Sintomas e progressão da doença
A OMS estima que a incubação —o tempo entre o contato com o vírus e o início dos sintomas— varie entre 2 e 21 dias.
Os incômodos da infecção pelo marburg surgem de forma abrupta, com febre alta, fortes dores de cabeça, na barriga ou nos músculos e mal-estar.
Num período de sete dias, o paciente apresenta outras manifestações, como vômitos e diarreia. Em muitos casos, há perda de sangue por fezes, urina, saliva, secreções nasais e lesões na pele.

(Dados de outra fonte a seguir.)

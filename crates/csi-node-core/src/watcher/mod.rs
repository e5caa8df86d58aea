//! Helper-pod watcher (component E): a shared informer over helper pods on
//! the local node, exposing a lister cache plus a one-shot `Wait` for a
//! named pod to reach `Running`.

use std::sync::{Arc, Mutex};

use futures::StreamExt;
use k8s_openapi::api::core::v1::Pod;
use kube::runtime::reflector::{self, ObjectRef, Store};
use kube::runtime::watcher::{self, Config as WatcherConfig};
use kube::runtime::WatchStreamExt;
use kube::{Api, Client};
use tokio::sync::{broadcast, watch};
use tracing::{instrument, warn};

use crate::error::{MountError, Result};

/// Broadcast channel capacity for fanned-out pod events. Sized generously;
/// a slow `AddEventHandler` subscriber only misses old events, it never
/// blocks the informer.
const EVENT_CHANNEL_CAPACITY: usize = 256;

/// Shared informer over helper pods scoped to `(namespace, spec.nodeName)`.
pub struct HelperPodWatcher {
    store: Store<Pod>,
    writer: Mutex<Option<reflector::store::Writer<Pod>>>,
    events: broadcast::Sender<Arc<Pod>>,
    namespace: String,
}

impl HelperPodWatcher {
    pub fn new(namespace: &str) -> Self {
        let (store, writer) = reflector::store::<Pod>();
        let (events, _) = broadcast::channel(EVENT_CHANNEL_CAPACITY);
        HelperPodWatcher { store, writer: Mutex::new(Some(writer)), events, namespace: namespace.to_string() }
    }

    /// Launches the informer and blocks until its cache syncs. Returns a
    /// cache-desync error if `stop` fires before the first sync completes.
    /// Must be called at most once per watcher.
    #[instrument(level = "info", skip(self, client, stop), fields(namespace = %self.namespace))]
    pub async fn start(&self, client: Client, node_name: &str, mut stop: watch::Receiver<bool>) -> Result<()> {
        let writer = self
            .writer
            .lock()
            .expect("writer mutex poisoned")
            .take()
            .ok_or_else(|| MountError::internal("watcher.start", "start called more than once"))?;

        let api: Api<Pod> = Api::namespaced(client, &self.namespace);
        let config = WatcherConfig::default().fields(&format!("spec.nodeName={node_name}"));
        let events = self.events.clone();
        let mut stream = reflector::reflector(writer, watcher::watcher(api, config)).default_backoff().applied_objects().boxed();

        let store_ready = self.store.clone();
        tokio::spawn(async move {
            loop {
                tokio::select! {
                    biased;
                    changed = stop.changed() => {
                        if changed.is_err() || *stop.borrow() {
                            return;
                        }
                    }
                    next = stream.next() => {
                        match next {
                            Some(Ok(pod)) => {
                                let _ = events.send(Arc::new(pod));
                            }
                            Some(Err(e)) => warn!(error = %e, "helper pod watch stream error"),
                            None => return,
                        }
                    }
                }
            }
        });

        tokio::select! {
            biased;
            changed = stop.changed() => {
                if changed.is_err() || *stop.borrow() {
                    return Err(MountError::internal("watcher.start", "stop signalled before helper pod cache synced"));
                }
                Ok(())
            }
            _ = store_ready.wait_until_ready() => Ok(()),
        }
    }

    pub fn store(&self) -> &Store<Pod> {
        &self.store
    }

    pub fn get(&self, name: &str) -> Option<Arc<Pod>> {
        self.store.get(&ObjectRef::new(name).within(&self.namespace))
    }

    pub fn list(&self) -> Vec<Arc<Pod>> {
        self.store.state()
    }

    pub fn subscribe(&self) -> broadcast::Receiver<Arc<Pod>> {
        self.events.subscribe()
    }

    /// Checks the cache first; if the pod isn't already `Running`, blocks
    /// until a matching event arrives or `deadline` elapses (spec §4.E).
    #[instrument(level = "debug", skip(self), fields(pod = %name))]
    pub async fn wait_running(&self, name: &str, deadline: std::time::Duration) -> Result<Arc<Pod>> {
        if let Some(pod) = self.get(name) {
            if is_running(&pod) {
                return Ok(pod);
            }
        }

        let seen_at_all = self.get(name).is_some();
        let mut rx = self.subscribe();
        let result = tokio::time::timeout(deadline, async {
            loop {
                match rx.recv().await {
                    Ok(pod) if pod.metadata.name.as_deref() == Some(name) => {
                        if is_running(&pod) {
                            return Some(pod);
                        }
                    }
                    Ok(_) => continue,
                    Err(broadcast::error::RecvError::Lagged(_)) => continue,
                    Err(broadcast::error::RecvError::Closed) => return None,
                }
            }
        })
        .await;

        match result {
            Ok(Some(pod)) => Ok(pod),
            Ok(None) | Err(_) => {
                if seen_at_all || self.get(name).is_some() {
                    Err(MountError::not_ready("watcher.wait", format!("helper pod {name} observed but never reached Running")))
                } else {
                    Err(MountError::not_found("watcher.wait", format!("helper pod {name} was never observed")))
                }
            }
        }
    }
}

/// Readiness predicate (spec §4.E): pod phase equals `Running`. Container
/// readiness conditions are intentionally not consulted.
fn is_running(pod: &Pod) -> bool {
    pod.status.as_ref().and_then(|s| s.phase.as_deref()) == Some("Running")
}

#[cfg(test)]
mod test {
    use k8s_openapi::api::core::v1::PodStatus;
    use k8s_openapi::apimachinery::pkg::apis::meta::v1::ObjectMeta;

    use super::*;

    fn pod(name: &str, phase: Option<&str>) -> Pod {
        Pod {
            metadata: ObjectMeta { name: Some(name.to_string()), ..Default::default() },
            status: Some(PodStatus { phase: phase.map(String::from), ..Default::default() }),
            ..Default::default()
        }
    }

    #[test]
    fn is_running_requires_exact_running_phase() {
        assert!(is_running(&pod("mp-1", Some("Running"))));
        assert!(!is_running(&pod("mp-1", Some("Pending"))));
        assert!(!is_running(&pod("mp-1", None)));
    }
}
//! IMDSv2 region lookup, the last resort in the STS region resolution
//! order (spec §4.D). Called at most once per process: the result is
//! memoized, matching the driver-level region lookup's own behavior.

use tokio::sync::OnceCell;

use crate::error::{MountError, Result};

const TOKEN_URL: &str = "http://169.254.169.254/latest/api/token";
const REGION_URL: &str = "http://169.254.169.254/latest/meta-data/placement/region";
const TOKEN_TTL_HEADER: &str = "X-aws-ec2-metadata-token-ttl-seconds";
const TOKEN_HEADER: &str = "X-aws-ec2-metadata-token";

static REGION: OnceCell<String> = OnceCell::const_new();

/// Returns the instance's region, fetching it from IMDS on first call and
/// reusing the result for the remaining lifetime of the process.
pub async fn region() -> Result<String> {
    let region = REGION.get_or_try_init(fetch_region).await?;
    Ok(region.clone())
}

async fn fetch_region() -> Result<String> {
    let client = reqwest::Client::builder()
        .timeout(std::time::Duration::from_secs(2))
        .build()
        .map_err(|e| MountError::internal("credentials.imds", format!("building IMDS client: {e}")))?;

    let token = client
        .put(TOKEN_URL)
        .header(TOKEN_TTL_HEADER, "21600")
        .send()
        .await
        .and_then(reqwest::Response::error_for_status)
        .map_err(|e| MountError::internal("credentials.imds", format!("fetching IMDS token: {e}")))?
        .text()
        .await
        .map_err(|e| MountError::internal("credentials.imds", format!("reading IMDS token: {e}")))?;

    let region = client
        .get(REGION_URL)
        .header(TOKEN_HEADER, token)
        .send()
        .await
        .and_then(reqwest::Response::error_for_status)
        .map_err(|e| MountError::internal("credentials.imds", format!("fetching IMDS region: {e}")))?
        .text()
        .await
        .map_err(|e| MountError::internal("credentials.imds", format!("reading IMDS region: {e}")))?;

    Ok(region.trim().to_string())
}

Até o momento, os maiores surtos relacionados ao vírus marburg foram:
- 1967, Alemanha e Sérvia: 29 casos e sete mortes;
- 1998-2000, República Democrática do Congo: 154 casos, 128 mortes;
- 2005, Angola: 374 casos, 329 mortes
- 2012, Uganda: 15 casos, quatro mortes;
- 2017, Uganda: três casos, três mortes.
Ao longo desses episódios, a taxa de fatalidade variou entre 24% e 88%.
Mais recentemente, a OMS também foi informada sobre casos pontuais da infecção na Guiné (em agosto de 2021) e em Gana (julho de 2022).
Ainda de acordo com a instituição, o surto registrado nos últimos dias na Guiné Equatorial está em investigação.
"Equipes foram acionadas para rastrear contatos, isolar pacientes e fornecer assistência médica às pessoas que apresentam sintomas da doença", diz a OMS em nota.
"Os esforços também estão em andamento para montar rapidamente uma resposta de emergência, com o acionamento de especialistas em epidemiologia, gerenciamento de casos, prevenção de infecções, laboratórios e comunicação de risco", completa o texto.
Para o virologista Fernando Spilki, professor da Universidade Feevale, no Rio Grande do Sul, todos esses episódios dos últimos anos demonstram que estamos num cenário de mudanças.
"O avanço da urbanização, das conexões internacionais e os próprios surtos recentes de ebola demonstram que a disseminação de vírus como o marburg ficou mais fácil", analisa.
"A novidade deste surto registrado agora é o fato de ele estar acontecendo na Guiné Equatorial. Isso indica que provavelmente a dispersão do marburg em hospedeiros silvestres é ainda mais ampla do que se conhecia", complementa.
Spilki teme que a situação se agrave e se aproxime do que aconteceu na epidemia de ebola, que ocorreu entre 2014 e 2016 na África Ocidental.
"Vamos ver o quanto vai se conseguir conter e evitar uma catástrofe sanitária. O que assusta é um cenário parecido ao do ebola, que levou a uma situação que não poderíamos imaginar", diz.
Prevenção e tratamento
Por ora, não existem remédios ou vacinas desenvolvidos especificamente contra o marburg.
Mas os testes estão em andamento. Diferentes grupos de pesquisa avaliam o uso de fármacos das classes dos anticorpos monoclonais e dos antivirais como possíveis tratamentos contra essa infecção.
Dois imunizantes aprovados contra o ebola —o Zabdeno (Ad26.ZEBOV) e o Mvabea (MVA-BN-Filo)— também são estudados atualmente como uma forma de proteger contra o marburg.
Até o momento, os pacientes infectados recebem o chamado tratamento de suporte, que envolve fazer uma boa hidratação (para repor os fluidos perdidos pela diarreia e pelos vômitos frequentes), e remediar os sintomas que aparecem, como a febre e as dores de cabeça.
Segundo a OMS, esse suporte clínico é essencial para diminuir a taxa de mortalidade.
A entidade também sugere uma série de medidas para evitar o contato com o vírus ou flagrar os surtos logo na origem, como usar equipamentos de proteção ao visitar cavernas habitadas por morcegos e manter redes de monitoramento de casos.
O vírus pode chegar ao Brasil?
De acordo com as agências e os especialistas, não há motivo para pânico no momento.
"O que evita a disseminação desse tipo de doença é a atitude bem coordenada nos locais afetados. Ao atender adequadamente as pessoas e ter o devido cuidado com os pacientes e com os cadáveres de quem faleceu, evita-se que o vírus se espalhe para outras regiões", pondera Spilki.
"Mas é óbvio que ações complementares de todos os países do mundo, como mapear casos suspeitos ou com histórico de viagem às regiões com casos, é muito importante", completa o virologista.